One of the main findings from this new study is that the diversity of fly families that pollinate Ceropegia spp. is much greater than we had previously realised.  The total now stands at 16 different families, including some that rarely, if ever, pollinate other plants (as far as we yet know).

Another important finding is that this clade, which may contain as many as 1000 species in total, seems to have diversified despite that fact that all species are apparently fly pollinated.  This is unusual: diversification of plant clades often involves shifts to very different groups of pollinators, e.g. bee to bird or bat pollination.

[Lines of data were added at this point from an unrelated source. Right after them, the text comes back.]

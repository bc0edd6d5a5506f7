pub use metadata::MetadataCache;
pub use node::CacheNode;
pub use path_cache::{PathCache, PathEntry};
pub use sysinfo::Sysinfo;
pub use tree::{CacheTree, NodeKey};

mod content;
mod metadata;
mod node;
mod path_cache;
mod sysinfo;
mod tree;
use bytes::Bytes;
use md5::{Digest, Md5};
use tracing::{debug, instrument, trace, warn};

use crate::config::EngineSettings;
use crate::fs::cache::CacheNode;
use crate::fs::chunk::{chunk_size, chunk_window, ChunkStore};
use crate::fs::fileinfo::{PERM_READ, PERM_WRITE};
use crate::google_drive::GoogleDrive;
use crate::prelude::*;

//region chunks
impl CacheNode {
    fn chunk_size(&self, settings: &EngineSettings) -> u64 {
        chunk_size(
            self.fileinfo.size,
            settings.min_chunk_size(),
            settings.max_chunks(),
        )
    }

    fn require(&self, settings: &EngineSettings, bits: u32) -> EngineResult<()> {
        let effective = self.fileinfo.effective_permissions(settings.access_mode());
        if effective & bits != bits {
            return Err(EngineError::PermissionDenied(self.fileinfo.id.to_string()));
        }
        Ok(())
    }

    /// Creates a chunk for the aligned window around `offset..offset + size` and downloads its
    /// content when `fill` is set. Returns the index of the new chunk.
    ///
    /// The window is shrunk to stay clear of resident chunks. A chunk whose download fails is
    /// dropped again.
    async fn create_chunk(
        &mut self,
        drive: &GoogleDrive,
        settings: &EngineSettings,
        offset: u64,
        size: u64,
        fill: bool,
    ) -> EngineResult<usize> {
        let (start, len) = chunk_window(offset, size.max(1), self.chunk_size(settings));
        let (start, len) = self.chunks.free_window(start, len);
        if len == 0 || start > offset || start + len <= offset {
            return Err(EngineError::InvalidArgument(format!(
                "no room for a chunk at {} of {}",
                offset, self.fileinfo.id
            )));
        }
        let mut chunk = ChunkStore::new(start)?;
        if fill {
            chunk.fill(drive, &self.fileinfo.id, len).await?;
        }
        trace!("new chunk {:?} for {}", chunk, self.fileinfo.id);
        Ok(self.chunks.insert(chunk))
    }

    async fn find_or_fill(
        &mut self,
        drive: &GoogleDrive,
        settings: &EngineSettings,
        offset: u64,
        size: u64,
    ) -> EngineResult<usize> {
        match self.chunks.find(offset) {
            Some(index) => Ok(index),
            None => self.create_chunk(drive, settings, offset, size, true).await,
        }
    }
}
//endregion

//region content
impl CacheNode {
    /// Reads up to `size` bytes at `offset`, never past the end of the file.
    ///
    /// Without a buffer nothing is copied, the missing chunks are still downloaded and the
    /// number of bytes that would have been read is returned.
    #[instrument(skip(self, drive, settings, buf), fields(id = %self.fileinfo.id))]
    pub async fn read(
        &mut self,
        drive: &GoogleDrive,
        settings: &EngineSettings,
        buf: Option<&mut [u8]>,
        offset: u64,
        size: u64,
    ) -> EngineResult<usize> {
        self.require(settings, PERM_READ)?;
        self.read_range(drive, settings, buf, offset, size).await
    }

    async fn read_range(
        &mut self,
        drive: &GoogleDrive,
        settings: &EngineSettings,
        mut buf: Option<&mut [u8]>,
        offset: u64,
        size: u64,
    ) -> EngineResult<usize> {
        let file_size = self.fileinfo.size;
        if offset >= file_size {
            return Ok(0);
        }
        let mut size = size.min(file_size - offset);
        if let Some(buf) = &buf {
            size = size.min(buf.len() as u64);
        }

        let mut done: u64 = 0;
        while done < size {
            let position = offset + done;
            let remaining = size - done;
            let index = self.find_or_fill(drive, settings, position, remaining).await?;
            let Some(chunk) = self.chunks.get(index) else {
                break;
            };
            let target = buf.as_deref_mut().map(|b| &mut b[done as usize..]);
            let count = chunk.read(target, position, remaining as usize)?;
            if count == 0 {
                debug!("chunk at {} ran dry at {}", chunk.start(), position);
                break;
            }
            done += count as u64;
        }
        Ok(done as usize)
    }

    /// Writes `buf` at `offset`, growing the file when the write goes past its end.
    #[instrument(skip(self, drive, settings, buf), fields(id = %self.fileinfo.id, len = buf.len()))]
    pub async fn write(
        &mut self,
        drive: &GoogleDrive,
        settings: &EngineSettings,
        buf: &[u8],
        offset: u64,
    ) -> EngineResult<usize> {
        self.require(settings, PERM_READ | PERM_WRITE)?;
        if buf.is_empty() {
            return Ok(0);
        }
        if offset.checked_add(buf.len() as u64).is_none() {
            return Err(EngineError::InvalidArgument(format!(
                "{} bytes at {} run past the largest offset",
                buf.len(),
                offset
            )));
        }
        if offset > self.fileinfo.size {
            // the gap reads as zeros
            self.truncate(drive, settings, offset).await?;
        }

        // make sure the byte before an appending write is resident, so the write extends it
        let size = self.fileinfo.size;
        let len = buf.len() as u64;
        if offset == size && size > 0 {
            self.read_range(drive, settings, None, offset - 1, len + 1)
                .await?;
        } else if offset < size {
            self.read_range(drive, settings, None, offset, len).await?;
        }

        let mut done = 0usize;
        while done < buf.len() {
            let position = offset + done as u64;
            let extend = position >= self.fileinfo.size;
            let probe = if extend && position > 0 {
                position - 1
            } else {
                position
            };
            let index = match self.chunks.find(probe) {
                Some(index) => index,
                None if self.fileinfo.size == 0 => {
                    self.create_chunk(drive, settings, 0, 1, false).await?
                }
                None => {
                    warn!("no resident chunk at {} after warming", probe);
                    return Err(EngineError::InvalidArgument(format!(
                        "offset {} of {} is not cached",
                        probe, self.fileinfo.id
                    )));
                }
            };
            let Some(chunk) = self.chunks.get_mut(index) else {
                break;
            };
            let count = chunk.write(&buf[done..], position, extend)?;
            if count == 0 {
                break;
            }
            done += count;
            self.fileinfo.size = self.fileinfo.size.max(position + count as u64);
        }
        if done > 0 {
            self.dirty = true;
        }
        Ok(done)
    }

    /// Resizes the file to `new_size`, new bytes read as zeros.
    #[instrument(skip(self, drive, settings), fields(id = %self.fileinfo.id))]
    pub async fn truncate(
        &mut self,
        drive: &GoogleDrive,
        settings: &EngineSettings,
        new_size: u64,
    ) -> EngineResult<()> {
        self.require(settings, PERM_WRITE)?;
        let size = self.fileinfo.size;
        if new_size == size {
            return Ok(());
        }

        if new_size == 0 {
            self.chunks.clear();
        } else if new_size > size {
            // grow the chunk holding the old last byte
            let anchor = size.saturating_sub(1);
            let index = match self.chunks.find(anchor) {
                Some(index) => index,
                None if size == 0 => self.create_chunk(drive, settings, 0, 1, false).await?,
                None => self.create_chunk(drive, settings, anchor, 1, true).await?,
            };
            if let Some(chunk) = self.chunks.get_mut(index) {
                chunk.truncate(new_size)?;
            }
        } else {
            let last = new_size - 1;
            self.find_or_fill(drive, settings, last, 1).await?;
            self.chunks.delete_after(last);
            if let Some(chunk) = self.chunks.find(last).and_then(|i| self.chunks.get_mut(i)) {
                chunk.truncate(new_size)?;
            }
        }

        debug!("resized from {} to {}", size, new_size);
        self.fileinfo.size = new_size;
        self.dirty = true;
        Ok(())
    }
}
//endregion

//region sync
impl CacheNode {
    /// Uploads the whole content when it changed locally.
    ///
    /// The node stays dirty unless the remote confirms the upload with a matching checksum.
    #[instrument(skip(self, drive, settings), fields(id = %self.fileinfo.id))]
    pub async fn sync(&mut self, drive: &GoogleDrive, settings: &EngineSettings) -> EngineResult<()> {
        if !self.dirty {
            return Ok(());
        }
        self.require(settings, PERM_WRITE)?;

        let size = usize::try_from(self.fileinfo.size).map_err(|_| EngineError::OutOfMemory)?;
        let mut content = Vec::new();
        content.try_reserve_exact(size)?;
        content.resize(size, 0);
        let read = self
            .read_range(drive, settings, Some(&mut content[..]), 0, size as u64)
            .await?;
        content.truncate(read);

        let checksum = format!("{:x}", Md5::digest(&content));
        let remote_checksum = drive
            .upload_content(
                &self.fileinfo.id,
                Bytes::from(content),
                self.fileinfo.mime_type.as_deref(),
            )
            .await?;
        match remote_checksum {
            Some(remote) if remote != checksum => {
                warn!("checksum mismatch: local {} remote {}", checksum, remote);
                Err(EngineError::remote(format!(
                    "checksum mismatch after upload of {}",
                    self.fileinfo.id
                )))
            }
            remote => {
                if remote.is_none() {
                    debug!("upload response carried no checksum");
                }
                self.dirty = false;
                Ok(())
            }
        }
    }

    /// Writes locally changed timestamps back.
    #[instrument(skip(self, drive), fields(id = %self.fileinfo.id))]
    pub async fn sync_metadata(&mut self, drive: &GoogleDrive) -> EngineResult<()> {
        if !self.fileinfo.dirty_metadata {
            return Ok(());
        }
        drive
            .patch_metadata(
                &self.fileinfo.id,
                &self.fileinfo.name,
                self.fileinfo.accessed,
                self.fileinfo.modified,
            )
            .await?;
        self.fileinfo.dirty_metadata = false;
        Ok(())
    }
}
//endregion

There’s still lots to discover about this group of plants and this is just the latest output from what is an ongoing project focused on Ceropegia and the Apocynaceae more generally.

Here’s the abstract:

“Pollination by flies (Diptera) has been important to the diversification and ecology of the flowering plants, but is poorly understood in contrast to pollination by other groups such as bees, butterflies and birds. Within the Apocynaceae the genera Ceropegia and Riocreuxia temporarily trap flies, releasing them after a fixed, species-specific period of time, during which pollination and/or pollen removal occurs. This “trap flower” pollination system shows convergent evolution with unrelated species in other families and fascinated Stefan Vogel for much of his career, leading to ground-breaking work on floral function in Ceropegia (Apocynaceae). In this new study we extend the work of the latest broad analysis published by some of the authors (Ollerton et al., 2009 − Annals of Botany). This incorporates previously unpublished data from India and Africa, as well as recently published information, on the diversity of pollinators exploited by Ceropegia. The analyses are based on a more accurate phylogenetic understanding of the relationships between the major groups, and significantly widens the biogeographic scope of our understanding of fly pollination within Ceropegia. Information about the pollinators of 69 taxa (species, subspecies and natural varieties) of Ceropegia is now available. Twenty five families of Diptera are known to visit the flowers of Ceropegia, of which sixteen are confirmed as pollinators. Most taxa are pollinated by species from a single family. Overall, there were no major biogeographic differences in the types of Diptera that were used in particular regions, though some subtle differences were apparent. Likewise there were no differences between the two major clades of Ceropegia, but clear differences when comparing the range of Diptera exploited by Ceropegia with that of the stapeliads. This clade, one of the largest in the Asclepiadoideae, is a fascinating example of a species radiation driven by an apparently relatively uniform set of pollinators.”

Photo credit: flies on flowers of Ceropegia arabica in cultivation by Sage Reynolds.